A note on requirements: No set of requirements is perfect, and that is certainly true here. I'm sure that contradictions, under-specified behavior, and unintended consequences will be revealed. Your overriding goal should be to produce a quality system; if you believe that goal would be better served if a requirement were altered or interpreted a certain way, ask about it, and get the conclusion in writing. The result may be a variance in a requirement for a specific team, or even modification of this requirements document for all teams. In short, if unsure, ask.

Some requirements have attached an informal tip, motivation, or example; these do not alter the requirements themselves, but are meant to answer likely questions about a requirement.

Note: If a requirement says that an administrator can do something and a sub-requirement simply says that the “user” will do part of that thing, then the word “user” in that context is simply a pronoun referring to the initiating administrator, not just any normal user.

  1. Server
    1. Your software must have a server that supports an arbitrary number of simultaneous users. A web-based solution is preferred; thick client or mobile options are available with instructor pre-approval only.
    2. During the install/setup process, an administrator user called admin is configured. Other accounts are created via self-registration (req 6.1) or auto-creation upon first SSO login. New accounts are not administrators have no roles (and are therefore student accounts) by default.
    3. A user accessing the system prior to logging in should be able to access nothing but the homepage (req 2) and a means to login via SSO or local credentials or register a local account (req 6.1). The structure of these login prompts should encourage SSO login by default, with login/registration by local account de-emphasized as a secondary option. Implementors may, at their discretion, elect to allow users to also browse programs (req. 3.2) prior to login, but not apply or take other actions.
      1. The system will allow all SSO users to login, even if they are not yet known to the system. SSO users logging into the system for the first time will be noted (including importing username, display name, and email address from the SSO system), allowing their permission level role(s) to be edited later (req 6.3).
      2. If a user attempts to login via SSO for the first time, but a local account with the same username already exists, the login attempt should fail with a clear error explaining the situation. Similarly, if a user attempts to register a local account by a username that already exists as an existing user (either local or SSO), this should fail with a clear error explaining the situation.
    4. Stored passwords for local users must be kept in a secure manner (i.e., salted and hashed at minimum).
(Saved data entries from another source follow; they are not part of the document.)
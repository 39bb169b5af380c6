// SPDX-License-Identifier: MIT
// Copyright (c) 2025 Jesof

//! Token extraction from the router's HTML pages
//!
//! The web UI is not well-formed markup, so tokens are pulled out with tolerant
//! patterns. Everything that knows about page layout lives behind [`TokenScraper`].

use regex::Regex;
use std::sync::LazyLock;

/// `<input ... name="token" ... value="...">`, either quote style
static CSRF_NAME_FIRST: LazyLock<Regex> = LazyLock::new(|| {
    Regex::new(r#"(?is)<input\b[^>]*\bname\s*=\s*["']token["'][^>]*\bvalue\s*=\s*["']([^"']+)["']"#)
        .expect("valid csrf token regex")
});

/// Same input with the attributes swapped
static CSRF_VALUE_FIRST: LazyLock<Regex> = LazyLock::new(|| {
    Regex::new(r#"(?is)<input\b[^>]*\bvalue\s*=\s*["']([^"']+)["'][^>]*\bname\s*=\s*["']token["']"#)
        .expect("valid csrf token regex")
});

/// `var token='0123abcd';` inside an inline script
static INFO_TOKEN: LazyLock<Regex> = LazyLock::new(|| {
    Regex::new(r#"\b(?:var|let|const)\s+token\s*=\s*["']([0-9a-fA-F]+)["']"#)
        .expect("valid info token regex")
});

/// Pulls session tokens out of router pages
pub trait TokenScraper: Send + Sync {
    /// CSRF token from the login form
    fn csrf_token(&self, login_page: &str) -> Option<String>;

    /// Hex token authorizing status requests, from the info page script
    fn info_token(&self, info_page: &str) -> Option<String>;
}

/// Default scraper based on regular expressions
#[derive(Debug, Clone, Copy, Default)]
pub struct RegexScraper;

impl TokenScraper for RegexScraper {
    fn csrf_token(&self, login_page: &str) -> Option<String> {
        CSRF_NAME_FIRST
            .captures(login_page)
            .or_else(|| CSRF_VALUE_FIRST.captures(login_page))
            .and_then(|c| c.get(1))
            .map(|m| m.as_str().to_string())
    }

    fn info_token(&self, info_page: &str) -> Option<String> {
        INFO_TOKEN
            .captures(info_page)
            .and_then(|c| c.get(1))
            .map(|m| m.as_str().to_string())
    }
}

#[cfg(test)]
mod tests {
    use super::*;

    #[test]
    fn test_csrf_token_single_quotes() {
        let page = "<form><input type='hidden' name='token' value='abc123'></form>";
        assert_eq!(RegexScraper.csrf_token(page).as_deref(), Some("abc123"));
    }

    #[test]
    fn test_csrf_token_double_quotes() {
        let page = r#"<input type="hidden" name="token" value="f00dcafe" />"#;
        assert_eq!(RegexScraper.csrf_token(page).as_deref(), Some("f00dcafe"));
    }

    #[test]
    fn test_csrf_token_value_before_name() {
        let page = r#"<INPUT value="xyz" type=hidden name='token'>"#;
        assert_eq!(RegexScraper.csrf_token(page).as_deref(), Some("xyz"));
    }

    #[test]
    fn test_csrf_token_spans_lines() {
        let page = "<input\n  type=\"hidden\"\n  name=\"token\"\n  value=\"multi\">";
        assert_eq!(RegexScraper.csrf_token(page).as_deref(), Some("multi"));
    }

    #[test]
    fn test_csrf_token_ignores_other_inputs() {
        let page = r#"<input name="password" value="nope"><input name="token" value="yes">"#;
        assert_eq!(RegexScraper.csrf_token(page).as_deref(), Some("yes"));
    }

    #[test]
    fn test_csrf_token_absent() {
        let page = r#"<form><input type="password" name="password"></form>"#;
        assert_eq!(RegexScraper.csrf_token(page), None);
        assert_eq!(RegexScraper.csrf_token(""), None);
    }

    #[test]
    fn test_info_token() {
        let page = "<script>\n  var token='0a1b2c3d4e5f';\n  var other = 1;\n</script>";
        assert_eq!(RegexScraper.info_token(page).as_deref(), Some("0a1b2c3d4e5f"));
    }

    #[test]
    fn test_info_token_double_quotes_and_spacing() {
        let page = r#"<script>var token = "DEADBEEF";</script>"#;
        assert_eq!(RegexScraper.info_token(page).as_deref(), Some("DEADBEEF"));
    }

    #[test]
    fn test_info_token_rejects_non_hex() {
        let page = "<script>var token='not-hex';</script>";
        assert_eq!(RegexScraper.info_token(page), None);
    }

    #[test]
    fn test_info_token_not_confused_by_csrf_input() {
        let page = r#"<input name="token" value="abcdef">"#;
        assert_eq!(RegexScraper.info_token(page), None);
    }
}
SSO users must not have a password of any kind stored.
    5. Local users may change their own password using the customary two-matching-blinded-inputs approach commonly seen. SSO users should not have access to any such facility.
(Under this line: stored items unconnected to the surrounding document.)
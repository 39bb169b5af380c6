// SPDX-License-Identifier: MIT
// Copyright (c) 2025 Jesof

//! Registry initialization and metric registration

use crate::metrics::labels::ClientLabels;
use prometheus_client::metrics::counter::Counter;
use prometheus_client::metrics::family::Family;
use prometheus_client::metrics::gauge::Gauge;
use prometheus_client::registry::Registry;
use std::sync::Arc;
use tokio::sync::Mutex;

use super::{FloatGauge, MetricsRegistry};

impl MetricsRegistry {
    #[allow(clippy::similar_names)] // rx/tx naming pattern is intentional
    pub fn new() -> Self {
        let mut registry = Registry::default();

        // Counters are encoded with a `_total` suffix
        let client_tx_bytes = Family::<ClientLabels, Counter>::default();
        registry.register(
            "amplifi_total_tx_bytes",
            "Total transmitted bytes per client",
            client_tx_bytes.clone(),
        );
        let client_rx_bytes = Family::<ClientLabels, Counter>::default();
        registry.register(
            "amplifi_total_rx_bytes",
            "Total received bytes per client",
            client_rx_bytes.clone(),
        );

        let client_signal_quality = Family::<ClientLabels, FloatGauge>::default();
        registry.register(
            "amplifi_signal_quality",
            "Wi-Fi signal quality per client",
            client_signal_quality.clone(),
        );
        let client_happiness_score = Family::<ClientLabels, FloatGauge>::default();
        registry.register(
            "amplifi_happiness_score",
            "Happiness score per client",
            client_happiness_score.clone(),
        );

        let global_tx_bitrate = FloatGauge::default();
        registry.register(
            "amplifi_global_tx_bitrate",
            "Global transmit bitrate",
            global_tx_bitrate.clone(),
        );
        let global_rx_bitrate = FloatGauge::default();
        registry.register(
            "amplifi_global_rx_bitrate",
            "Global receive bitrate",
            global_rx_bitrate.clone(),
        );

        let clients_count = Gauge::default();
        registry.register(
            "amplifi_clients_count",
            "Number of connected clients",
            clients_count.clone(),
        );

        // Scrape status

        let scrape_success = Counter::default();
        registry.register(
            "amplifi_scrape_success",
            "Successful router polls",
            scrape_success.clone(),
        );
        let scrape_errors = Counter::default();
        registry.register(
            "amplifi_scrape_errors",
            "Failed router polls",
            scrape_errors.clone(),
        );
        let scrape_duration_milliseconds = Gauge::default();
        registry.register(
            "amplifi_scrape_duration_milliseconds",
            "Duration of the last router poll in milliseconds",
            scrape_duration_milliseconds.clone(),
        );
        let scrape_last_success_timestamp_seconds = Gauge::default();
        registry.register(
            "amplifi_scrape_last_success_timestamp_seconds",
            "Unix timestamp of the last successful router poll",
            scrape_last_success_timestamp_seconds.clone(),
        );

        Self {
            registry: Arc::new(Mutex::new(registry)),
            client_tx_bytes,
            client_rx_bytes,
            client_signal_quality,
            client_happiness_score,
            global_tx_bitrate,
            global_rx_bitrate,
            clients_count,
            scrape_success,
            scrape_errors,
            scrape_duration_milliseconds,
            scrape_last_success_timestamp_seconds,
        }
    }
}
    6. All communication between the clients and server must be encrypted. Given the HIPAA and FERPA protected content being stored, communication encryption must be AES-256 or stronger, and TLS 1.2 or greater must be used. Tip: For web-based solutions, this means using HTTPS. If you set up your production server using modern tools and didn't do anything weird, you likely meet this requirement already.
      1. The server must receive an 'A' rating from a Qualys SSL Server Test, which examines certificate and encryption parameters. Any changes to the environment that were needed to achieve this grade should be noted in the Security Guide (req 5.4) along with a justification of why they improve security, and the report itself included as an appendix.
      2. (Extra credit) Implementors may elect to ensure the server receives an 'A' rating from the Mozilla HTTP Observatory, which examines HTTP headers and related policies. Any changes to the environment that were needed to achieve this grade should be noted in the Security Guide (req 5.4) along with a justification of why they improve security, and the report itself included as an appendix. Further, this should be noted in the Feature Guide (req 5.3).
    7. The server must maintain state in a persistent fashion. Tip: For web-based solutions, this just means using a database or similar.
    8. Consistency rule: A variety of cross-references are made by the system; the system must maintain internal consistency of these references in all cases. For example: if program X has 5 applicants, then each of those applicant's view of their own programs should include program X.
    9. Assisted selection: A user input is said to be assisted if it is a user-selected reference to an existing record (e.g., program, student, etc.) where the UI provides a listing, inline search, autocomplete, and/or other means to allow easy and efficient selection. Unless otherwise specified in this document, all selections of an existing record should be assisted. For dates, a date picker UI should be displayed.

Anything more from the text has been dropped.